Forecasting Photovoltaic Power Production using a Deep Learning Sequence to Sequence Model with Attention
Elizaveta Kharlova, Daniel May, Petr Musilek (University of Alberta)

TL;DR
This paper introduces a deep learning sequence-to-sequence model with attention for PV power forecasting, leveraging weather data and historical measurements to improve accuracy over existing methods.
Contribution
The paper presents a novel end-to-end deep learning model using sequence-to-sequence architecture and attention mechanism for PV power prediction, outperforming traditional models.
Findings
Model achieves higher forecast skill scores than baseline approaches.
Utilizes probabilistic forecasts over time intervals, enhancing prediction quality.

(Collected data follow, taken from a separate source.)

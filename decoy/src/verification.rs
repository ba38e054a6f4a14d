//! Counting logged invocations against [`Times`] policies.

use std::{collections::HashSet, fmt, panic::Location};

use crate::{
    Call, Error, Expectation, Matcher, Mock, MockId, Result, Times,
    call::Segment,
    chain::{self, Cursor},
};

/// A registered setup and the number of calls it answered, as listed in
/// verification diagnostics.
#[derive(Debug, Clone, PartialEq, Eq)]
pub struct SetupReport {
    call: String,
    times: Option<Times>,
    matched: usize,
}

impl SetupReport {
    fn new(expectation: &Expectation, times: Option<Times>) -> Self {
        Self {
            call: expectation.render(),
            times,
            matched: expectation.matched_count(),
        }
    }

    /// Canonical rendering of the setup's call pattern.
    pub fn call(&self) -> &str {
        &self.call
    }

    pub fn times(&self) -> Option<Times> {
        self.times
    }

    pub fn matched(&self) -> usize {
        self.matched
    }
}

impl fmt::Display for SetupReport {
    fn fmt(&self, f: &mut fmt::Formatter<'_>) -> fmt::Result {
        match self.times {
            Some(times) => write!(
                f,
                "{} (expected {times}, matched {} times)",
                self.call, self.matched
            ),
            None => write!(f, "{} (matched {} times)", self.call, self.matched),
        }
    }
}

#[derive(Debug, Clone, PartialEq, Eq)]
enum Failure {
    /// A single verified call pattern fell outside its range.
    Call {
        expected: String,
        times: Times,
        actual: usize,
        setups: Vec<SetupReport>,
    },
    /// Aggregate verification found setups outside their ranges.
    Unmet(Vec<SetupReport>),
}

/// Details of a failed verification.
///
/// The reported location is the test's own `verify*` call, never a frame
/// inside the engine.
#[derive(Debug, Clone, PartialEq, Eq)]
pub struct VerificationError {
    location: &'static Location<'static>,
    message: Option<String>,
    failure: Failure,
}

impl VerificationError {
    /// Where the failing verification was requested.
    pub fn location(&self) -> &'static Location<'static> {
        self.location
    }

    /// Message supplied by the test, if any.
    pub fn message(&self) -> Option<&str> {
        self.message.as_deref()
    }

    /// Canonical rendering of the verified call, for single-call failures.
    pub fn expected_call(&self) -> Option<&str> {
        match &self.failure {
            Failure::Call { expected, .. } => Some(expected),
            Failure::Unmet(_) => None,
        }
    }

    /// Observed count, for single-call failures.
    pub fn actual(&self) -> Option<usize> {
        match &self.failure {
            Failure::Call { actual, .. } => Some(*actual),
            Failure::Unmet(_) => None,
        }
    }

    pub fn times(&self) -> Option<Times> {
        match &self.failure {
            Failure::Call { times, .. } => Some(*times),
            Failure::Unmet(_) => None,
        }
    }

    /// For single-call failures, every setup registered for the same member;
    /// for aggregate failures, the setups that were not satisfied.
    pub fn setups(&self) -> &[SetupReport] {
        match &self.failure {
            Failure::Call { setups, .. } | Failure::Unmet(setups) => setups,
        }
    }
}

impl fmt::Display for VerificationError {
    fn fmt(&self, f: &mut fmt::Formatter<'_>) -> fmt::Result {
        if let Some(message) = &self.message {
            writeln!(f, "{message}")?;
        }
        match &self.failure {
            Failure::Call {
                expected,
                times,
                actual,
                setups,
            } => {
                writeln!(
                    f,
                    "Expected invocation on the mock {times}, but was {actual} times: {expected}"
                )?;
                if setups.is_empty() {
                    write!(f, "No setups configured.")?;
                } else {
                    write!(f, "Configured setups:")?;
                    for setup in setups {
                        write!(f, "\n  {setup}")?;
                    }
                }
            }
            Failure::Unmet(setups) => {
                write!(f, "The following setups were not matched as expected:")?;
                for setup in setups {
                    write!(f, "\n  {setup}")?;
                }
            }
        }
        write!(f, "\n  at {}", self.location)
    }
}

/// Count the calls in the resolved log that `call` matches and compare the
/// count against `times`.
pub(crate) fn verify_call(
    mock: &Mock,
    call: &Call,
    times: Times,
    message: Option<String>,
    location: &'static Location<'static>,
) -> Result {
    let (cursor, id, _) = chain::resolve_target(mock, call)?;
    let matchers = call.target().matchers();

    let (actual, setups) = match &cursor {
        Cursor::Live(target) => {
            let actual = target
                .invocations()
                .iter()
                .filter(|inv| *inv.member() == id && Matcher::all_match(matchers, inv.args()))
                .count();
            let setups = target
                .setups()
                .iter()
                .filter(|e| *e.member() == id)
                .map(|e| SetupReport::new(e, e.times()))
                .collect();
            (actual, setups)
        }
        Cursor::Absent(_) => (0, Vec::new()),
    };

    if times.is_satisfied_by(actual) {
        return Ok(());
    }
    let error = VerificationError {
        location,
        message,
        failure: Failure::Call {
            expected: Segment::render(&id, matchers),
            times,
            actual,
            setups,
        },
    };
    tracing::debug!(mock = %mock.id(), error = %error, "verification failed");
    Err(error.into())
}

/// Check the counters of every selected setup on `mock` and, recursively,
/// on its auto-created children.
pub(crate) fn verify_setups(
    mock: &Mock,
    only_verifiable: bool,
    location: &'static Location<'static>,
) -> Result {
    let mut unmet = Vec::new();
    let mut visited = HashSet::new();
    collect_unmet(mock, only_verifiable, &mut visited, &mut unmet);

    if unmet.is_empty() {
        return Ok(());
    }
    let error = VerificationError {
        location,
        message: None,
        failure: Failure::Unmet(unmet),
    };
    tracing::debug!(mock = %mock.id(), error = %error, "verification failed");
    Err(Error::from(error))
}

fn collect_unmet(
    mock: &Mock,
    only_verifiable: bool,
    visited: &mut HashSet<MockId>,
    unmet: &mut Vec<SetupReport>,
) {
    if !visited.insert(mock.id()) {
        return;
    }
    for expectation in mock.setups() {
        if expectation.is_hop() || (only_verifiable && !expectation.is_verifiable()) {
            continue;
        }
        let times = expectation.effective_times();
        if !times.is_satisfied_by(expectation.matched_count()) {
            unmet.push(SetupReport::new(&expectation, Some(times)));
        }
    }
    for child in mock.inner_mocks() {
        collect_unmet(&child, only_verifiable, visited, unmet);
    }
}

Performs at or above current state-of-the-art PV forecasting methods.
Abstract
Rising penetration levels of (residential) photovoltaic (PV) power as distributed energy resource pose a number of challenges to the electricity infrastructure. High quality, general tools to provide accurate forecasts of power production are urgently needed. In this article, we propose a supervised deep learning model for end-to-end forecasting of PV power production. The proposed model is based on two seminal concepts that led to significant performance improvements of deep learning approaches in other sequence-related fields, but not yet in the area of time series prediction: the sequence to sequence architecture and attention mechanism as a context generator. The proposed model leverages numerical weather predictions and high-resolution historical measurements to forecast a binned probability distribution over the prognostic time intervals, rather than the expected values of the…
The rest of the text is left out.